Assume C = 10, P = 20 Bytes, then memory requirement is N*C*P =
10,000,000*10*20 = 2GBytes
(b) Number of received requests per second: N/T = 10,000,000/60
= 1.67*100,000
Assume on average each peer requests new channels or videos every T
seconds, then totally there are N/T requests per second to the
tracker.
Hu Expires April 26, 2010 [Page 6]
Internet-Draft Tracker vs. DHT Performance Comparison October 2009
(c) Size of request/response messages per second: N/T*2*S =3.33*100,000*1K
= 0.33GBytes
S is the average size of request/response message, and we assume S =
1K Bytes.
In DHT-based method:
(a) Memory requirement:
Information of D resources is stored in N peers, so on average each
peer stores information for D/N = 100,000/10,000,000 = 0.01 resource.

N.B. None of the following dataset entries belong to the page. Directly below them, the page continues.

//! API routes

pub mod upload;

use axum::{extract::DefaultBodyLimit, routing::get, Router};
use custlink_domain::ingestion::ports::IngestionServicePort;
use utoipa::OpenApi;
use utoipa_swagger_ui::SwaggerUi;

use crate::{
    dto::upload::{ErrorResponse, UploadForm, UploadResponse},
    handlers, AppState,
};

/// OpenAPI documentation structure
#[derive(OpenApi)]
#[openapi(
    paths(
        handlers::upload::upload_handler,
        health_handler
    ),
    components(
        schemas(UploadForm, UploadResponse, ErrorResponse)
    ),
    tags(
        (name = "ingestion", description = "Customer file ingestion endpoints"),
        (name = "health", description = "Health check endpoints")
    ),
    info(
        title = "CustIntake API",
        version = "0.1.0",
        description = "Customer file upload service for CustLink",
        contact(
            name = "CustLink Team"
        )
    )
)]
pub struct ApiDoc;

/// Create the main application router
///
/// Request bodies above `max_upload_bytes` are refused with 413.
pub fn create_router<S>(state: AppState<S>, max_upload_bytes: usize) -> Router
where
    S: IngestionServicePort + 'static,
{
    Router::new()
        .merge(SwaggerUi::new("/swagger-ui").url("/api-docs/openapi.json", ApiDoc::openapi()))
        .merge(upload::routes::<S>())
        .route("/health", get(health_handler))
        .layer(DefaultBodyLimit::max(max_upload_bytes))
        .with_state(state)
}

/// Health check endpoint
#[utoipa::path(
    get,
    path = "/health",
    responses(
        (status = 200, description = "Service is healthy", body = String)
    ),
    tag = "health"
)]
async fn health_handler() -> &'static str {
    "OK"
}
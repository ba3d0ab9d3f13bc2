//! Request and response bodies

pub mod upload;
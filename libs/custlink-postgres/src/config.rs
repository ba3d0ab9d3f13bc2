//! Database connection settings

use thiserror::Error;

/// Errors raised while reading database settings
#[derive(Error, Debug, PartialEq, Eq)]
pub enum DatabaseConfigError {
    /// A required variable is not set
    #[error("{0} not set")]
    Missing(&'static str),

    /// A variable is set but cannot be parsed
    #[error("Invalid value for {name}: {value}")]
    Invalid { name: &'static str, value: String },
}

#[derive(Debug, Clone, PartialEq, Eq)]
pub struct DatabaseConfig {
    pub url: String,
    pub max_connections: u32,
    pub acquire_timeout_secs: u64,
}

impl DatabaseConfig {
    pub fn new(url: impl Into<String>) -> Self {
        Self {
            url: url.into(),
            max_connections: 5,
            acquire_timeout_secs: 5,
        }
    }

    /// Read `DATABASE_URL`, `DB_MAX_CONNECTIONS` and `DB_ACQUIRE_TIMEOUT_SECS`
    pub fn from_env() -> Result<Self, DatabaseConfigError> {
        Self::from_lookup(|name| std::env::var(name).ok())
    }

    /// Same as [`DatabaseConfig::from_env`] with an arbitrary variable source
    pub fn from_lookup<F>(lookup: F) -> Result<Self, DatabaseConfigError>
    where
        F: Fn(&str) -> Option<String>,
    {
        let url = lookup("DATABASE_URL").ok_or(DatabaseConfigError::Missing("DATABASE_URL"))?;
        let mut config = Self::new(url);

        if let Some(value) = lookup("DB_MAX_CONNECTIONS") {
            config.max_connections = parse_var("DB_MAX_CONNECTIONS", value)?;
        }
        if let Some(value) = lookup("DB_ACQUIRE_TIMEOUT_SECS") {
            config.acquire_timeout_secs = parse_var("DB_ACQUIRE_TIMEOUT_SECS", value)?;
        }

        Ok(config)
    }
}

fn parse_var<T: std::str::FromStr>(
    name: &'static str,
    value: String,
) -> Result<T, DatabaseConfigError> {
    value
        .parse()
        .map_err(|_| DatabaseConfigError::Invalid { name, value })
}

For those peers that store resource information, the average length
of the peer list for each resource is N*C/D. Assume each peer is
represented by P=20 Bytes, then the memory requirement is (N*C/D)*P =
10,000,000*10/100,000*20 Bytes = 20KBytes.
In addition, each node maintains information about O(log(N)) other
nodes, assume the size of the neighbor information is E Bytes, this
part of memory requirement is O(log(N))*E Bytes = 23*10 = 230 Bytes
(assume E = 10 Bytes).
(b) Number of received requests per second:
There are N/T channel/video requests per second in the network, and
each request takes log(N) request messages. So on average the number
of requests one peer receives per second is: N/T*log(N)/N = log(N)/T
= 23/60 = 0.4
(c) Size of request/response messages per second: 2*log(N)/T*S =
2*0.4*1K = 0.8 KBytes
S is the average size of request/response message, and assume S = 1K
Bytes.
Summary: DHT-based method has much less host resources requirement
than tracker-based method. For robustness and performance
considerations, multiple trackers can be used.
3. Chunk discovery
In this part, we compare the following two methods. In tracker-based
method, the tracker stores the resource information, and the chunk
information is exchanged using peer gossip. While in DHT-based method,
both resource information and chunk information are obtained using
Hu Expires April 26, 2010 [Page 7]
Internet-Draft Tracker vs. DHT Performance Comparison October 2009
DHT method. For the DHT-based method, we use the first solution in
[PPSPChunk]. For the tracker-based method, since the tracker only
stores the resource information, the performance analysis is the same
as the previous part. In this part, we also add the performance
analysis for the peer gossip. We assume each peer gossips with M
neighbors.
3.1. Lookup efficiency
In the following estimation, we assume average RTT in the network is
200ms, N = 10,000,000, D = 100,000 and M = 20.
Tracker side:
(a) Lookup message: O(1)
(b) Lookup operations: O(1)
(c) Lookup latency: O(1)*RTT = 200ms
Peer side:
(a) Lookup message: M*O(1) = 20
Each peer send a lookup message to M neighbors.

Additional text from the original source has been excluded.